PROBLEM - If a line in the entries below includes "before", pick it out and copy it.

Dataset entries:
--

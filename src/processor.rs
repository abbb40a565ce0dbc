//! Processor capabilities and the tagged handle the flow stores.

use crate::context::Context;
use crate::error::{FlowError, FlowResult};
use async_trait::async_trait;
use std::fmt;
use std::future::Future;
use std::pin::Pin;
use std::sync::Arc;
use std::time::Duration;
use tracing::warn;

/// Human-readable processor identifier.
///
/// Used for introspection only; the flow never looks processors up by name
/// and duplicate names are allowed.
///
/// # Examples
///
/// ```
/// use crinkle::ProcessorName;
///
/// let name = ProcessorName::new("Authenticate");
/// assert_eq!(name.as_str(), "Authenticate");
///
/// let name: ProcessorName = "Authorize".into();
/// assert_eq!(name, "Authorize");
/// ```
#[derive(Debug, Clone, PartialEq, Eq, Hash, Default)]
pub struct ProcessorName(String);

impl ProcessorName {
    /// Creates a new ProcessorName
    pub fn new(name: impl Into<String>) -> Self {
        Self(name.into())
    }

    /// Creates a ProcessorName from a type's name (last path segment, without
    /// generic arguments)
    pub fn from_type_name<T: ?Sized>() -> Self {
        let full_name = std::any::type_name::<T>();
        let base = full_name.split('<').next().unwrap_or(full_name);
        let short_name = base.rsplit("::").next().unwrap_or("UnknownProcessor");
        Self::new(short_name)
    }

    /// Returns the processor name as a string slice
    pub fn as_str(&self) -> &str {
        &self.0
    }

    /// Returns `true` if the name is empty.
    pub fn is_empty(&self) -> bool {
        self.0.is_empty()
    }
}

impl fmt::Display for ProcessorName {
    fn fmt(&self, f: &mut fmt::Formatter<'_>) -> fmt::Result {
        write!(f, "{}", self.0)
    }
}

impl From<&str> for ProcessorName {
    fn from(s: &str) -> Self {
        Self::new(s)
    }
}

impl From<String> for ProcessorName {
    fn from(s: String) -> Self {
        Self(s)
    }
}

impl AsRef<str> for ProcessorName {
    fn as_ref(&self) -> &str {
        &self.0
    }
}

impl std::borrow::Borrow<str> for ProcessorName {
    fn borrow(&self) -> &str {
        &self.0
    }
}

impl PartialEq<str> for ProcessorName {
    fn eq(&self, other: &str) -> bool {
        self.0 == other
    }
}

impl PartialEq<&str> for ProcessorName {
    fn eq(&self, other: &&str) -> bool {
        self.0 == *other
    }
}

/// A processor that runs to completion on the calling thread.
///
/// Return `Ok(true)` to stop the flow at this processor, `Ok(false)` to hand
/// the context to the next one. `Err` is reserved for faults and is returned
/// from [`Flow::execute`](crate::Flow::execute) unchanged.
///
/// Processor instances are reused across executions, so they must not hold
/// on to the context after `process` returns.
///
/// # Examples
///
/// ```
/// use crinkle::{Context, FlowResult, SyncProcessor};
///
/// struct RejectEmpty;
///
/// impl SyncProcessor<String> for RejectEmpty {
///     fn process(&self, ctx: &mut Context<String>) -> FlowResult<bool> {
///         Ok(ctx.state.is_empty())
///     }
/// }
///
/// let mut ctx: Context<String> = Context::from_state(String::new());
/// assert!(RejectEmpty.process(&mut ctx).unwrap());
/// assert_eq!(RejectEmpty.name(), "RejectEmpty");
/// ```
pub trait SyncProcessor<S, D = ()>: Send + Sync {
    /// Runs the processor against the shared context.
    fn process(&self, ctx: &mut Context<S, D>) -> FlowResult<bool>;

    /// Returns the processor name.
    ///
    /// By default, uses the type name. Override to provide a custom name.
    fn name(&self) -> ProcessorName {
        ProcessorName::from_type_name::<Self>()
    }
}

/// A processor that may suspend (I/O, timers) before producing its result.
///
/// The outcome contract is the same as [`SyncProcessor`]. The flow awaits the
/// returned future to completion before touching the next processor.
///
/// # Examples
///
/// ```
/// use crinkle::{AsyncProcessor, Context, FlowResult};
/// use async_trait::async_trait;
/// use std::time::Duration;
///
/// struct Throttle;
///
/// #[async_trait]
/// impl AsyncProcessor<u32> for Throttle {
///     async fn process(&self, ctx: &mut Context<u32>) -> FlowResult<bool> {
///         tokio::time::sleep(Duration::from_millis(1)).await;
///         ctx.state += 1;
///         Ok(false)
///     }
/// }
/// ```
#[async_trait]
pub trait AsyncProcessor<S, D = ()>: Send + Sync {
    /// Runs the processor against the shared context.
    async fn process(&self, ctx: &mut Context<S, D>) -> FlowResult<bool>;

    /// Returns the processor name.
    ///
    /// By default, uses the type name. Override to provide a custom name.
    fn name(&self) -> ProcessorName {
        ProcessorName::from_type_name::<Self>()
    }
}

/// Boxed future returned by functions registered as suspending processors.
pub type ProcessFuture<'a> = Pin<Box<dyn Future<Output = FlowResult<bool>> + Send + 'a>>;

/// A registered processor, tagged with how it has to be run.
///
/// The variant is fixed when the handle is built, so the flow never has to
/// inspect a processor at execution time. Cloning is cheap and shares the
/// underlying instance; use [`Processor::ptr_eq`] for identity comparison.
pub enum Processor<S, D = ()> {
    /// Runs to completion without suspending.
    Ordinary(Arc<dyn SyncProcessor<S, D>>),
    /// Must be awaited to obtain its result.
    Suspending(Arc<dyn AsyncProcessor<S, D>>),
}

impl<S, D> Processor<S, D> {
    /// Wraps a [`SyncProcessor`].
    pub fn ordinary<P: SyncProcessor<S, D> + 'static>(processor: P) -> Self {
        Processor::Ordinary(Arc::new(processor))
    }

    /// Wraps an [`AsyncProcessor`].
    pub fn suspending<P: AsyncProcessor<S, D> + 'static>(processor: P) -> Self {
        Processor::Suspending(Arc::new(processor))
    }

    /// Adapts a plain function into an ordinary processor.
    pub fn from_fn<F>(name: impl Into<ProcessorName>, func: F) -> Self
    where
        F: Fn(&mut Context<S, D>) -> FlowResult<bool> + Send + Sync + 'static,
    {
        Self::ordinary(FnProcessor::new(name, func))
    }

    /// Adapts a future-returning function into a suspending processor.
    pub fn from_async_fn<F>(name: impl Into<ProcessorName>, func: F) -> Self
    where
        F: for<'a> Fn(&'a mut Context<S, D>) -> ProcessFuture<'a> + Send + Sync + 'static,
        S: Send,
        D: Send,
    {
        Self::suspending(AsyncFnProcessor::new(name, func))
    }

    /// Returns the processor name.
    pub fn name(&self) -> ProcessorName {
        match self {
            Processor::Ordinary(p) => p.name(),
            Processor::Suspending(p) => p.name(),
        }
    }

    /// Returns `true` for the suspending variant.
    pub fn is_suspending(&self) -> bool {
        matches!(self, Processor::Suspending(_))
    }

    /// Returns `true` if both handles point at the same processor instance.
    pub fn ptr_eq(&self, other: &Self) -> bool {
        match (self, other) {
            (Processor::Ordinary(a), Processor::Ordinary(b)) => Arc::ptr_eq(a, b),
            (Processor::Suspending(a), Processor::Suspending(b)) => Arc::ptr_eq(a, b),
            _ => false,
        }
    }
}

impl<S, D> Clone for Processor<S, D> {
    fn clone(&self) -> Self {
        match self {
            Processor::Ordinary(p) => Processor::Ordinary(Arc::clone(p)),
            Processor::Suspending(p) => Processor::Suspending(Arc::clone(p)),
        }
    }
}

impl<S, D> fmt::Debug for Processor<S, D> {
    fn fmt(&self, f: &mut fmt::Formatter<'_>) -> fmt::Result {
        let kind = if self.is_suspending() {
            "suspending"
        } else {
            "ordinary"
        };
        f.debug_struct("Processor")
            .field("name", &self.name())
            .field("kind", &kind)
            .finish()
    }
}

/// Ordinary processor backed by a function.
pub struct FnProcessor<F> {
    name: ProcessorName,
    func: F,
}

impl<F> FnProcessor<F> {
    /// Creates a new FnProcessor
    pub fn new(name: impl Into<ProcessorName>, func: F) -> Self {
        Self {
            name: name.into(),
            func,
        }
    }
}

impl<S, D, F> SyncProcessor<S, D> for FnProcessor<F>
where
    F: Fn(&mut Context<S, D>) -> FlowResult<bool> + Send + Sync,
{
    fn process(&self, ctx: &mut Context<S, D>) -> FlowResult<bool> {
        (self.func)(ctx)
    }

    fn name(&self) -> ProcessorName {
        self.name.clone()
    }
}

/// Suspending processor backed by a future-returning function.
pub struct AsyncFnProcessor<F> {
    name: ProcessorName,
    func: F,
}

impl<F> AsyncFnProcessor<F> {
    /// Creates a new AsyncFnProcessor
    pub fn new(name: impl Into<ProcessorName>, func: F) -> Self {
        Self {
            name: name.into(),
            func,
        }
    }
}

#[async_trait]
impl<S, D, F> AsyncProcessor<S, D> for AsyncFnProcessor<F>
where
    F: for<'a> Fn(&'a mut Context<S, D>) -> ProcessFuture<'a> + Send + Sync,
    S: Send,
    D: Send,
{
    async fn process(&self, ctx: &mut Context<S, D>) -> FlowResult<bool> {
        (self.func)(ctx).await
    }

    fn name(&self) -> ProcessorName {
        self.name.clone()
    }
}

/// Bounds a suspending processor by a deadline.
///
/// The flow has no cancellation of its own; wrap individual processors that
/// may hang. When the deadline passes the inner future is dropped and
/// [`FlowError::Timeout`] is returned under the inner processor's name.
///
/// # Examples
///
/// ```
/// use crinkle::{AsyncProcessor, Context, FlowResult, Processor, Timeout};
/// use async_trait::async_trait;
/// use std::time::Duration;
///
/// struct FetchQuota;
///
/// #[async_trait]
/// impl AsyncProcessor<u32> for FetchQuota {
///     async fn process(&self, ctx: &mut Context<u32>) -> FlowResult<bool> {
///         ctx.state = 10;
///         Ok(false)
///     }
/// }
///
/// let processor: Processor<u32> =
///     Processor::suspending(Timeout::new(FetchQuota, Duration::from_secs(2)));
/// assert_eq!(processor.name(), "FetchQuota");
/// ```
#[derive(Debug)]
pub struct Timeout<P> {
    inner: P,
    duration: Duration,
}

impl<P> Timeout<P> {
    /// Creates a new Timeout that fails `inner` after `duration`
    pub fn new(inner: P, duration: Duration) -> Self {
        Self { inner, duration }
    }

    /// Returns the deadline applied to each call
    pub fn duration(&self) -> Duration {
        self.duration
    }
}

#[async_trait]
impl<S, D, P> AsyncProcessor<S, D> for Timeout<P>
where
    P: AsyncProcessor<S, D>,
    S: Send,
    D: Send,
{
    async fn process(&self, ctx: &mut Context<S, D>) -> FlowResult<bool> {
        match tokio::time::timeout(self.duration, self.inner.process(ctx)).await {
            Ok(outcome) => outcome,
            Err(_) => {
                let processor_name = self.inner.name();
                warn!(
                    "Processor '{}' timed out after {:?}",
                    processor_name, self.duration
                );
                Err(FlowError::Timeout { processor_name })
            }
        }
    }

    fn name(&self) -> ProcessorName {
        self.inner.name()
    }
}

--

RESPONSE AREA -
/// A processor that may suspend (I/O, timers) before producing its result.
/// returned future to completion before touching the next processor.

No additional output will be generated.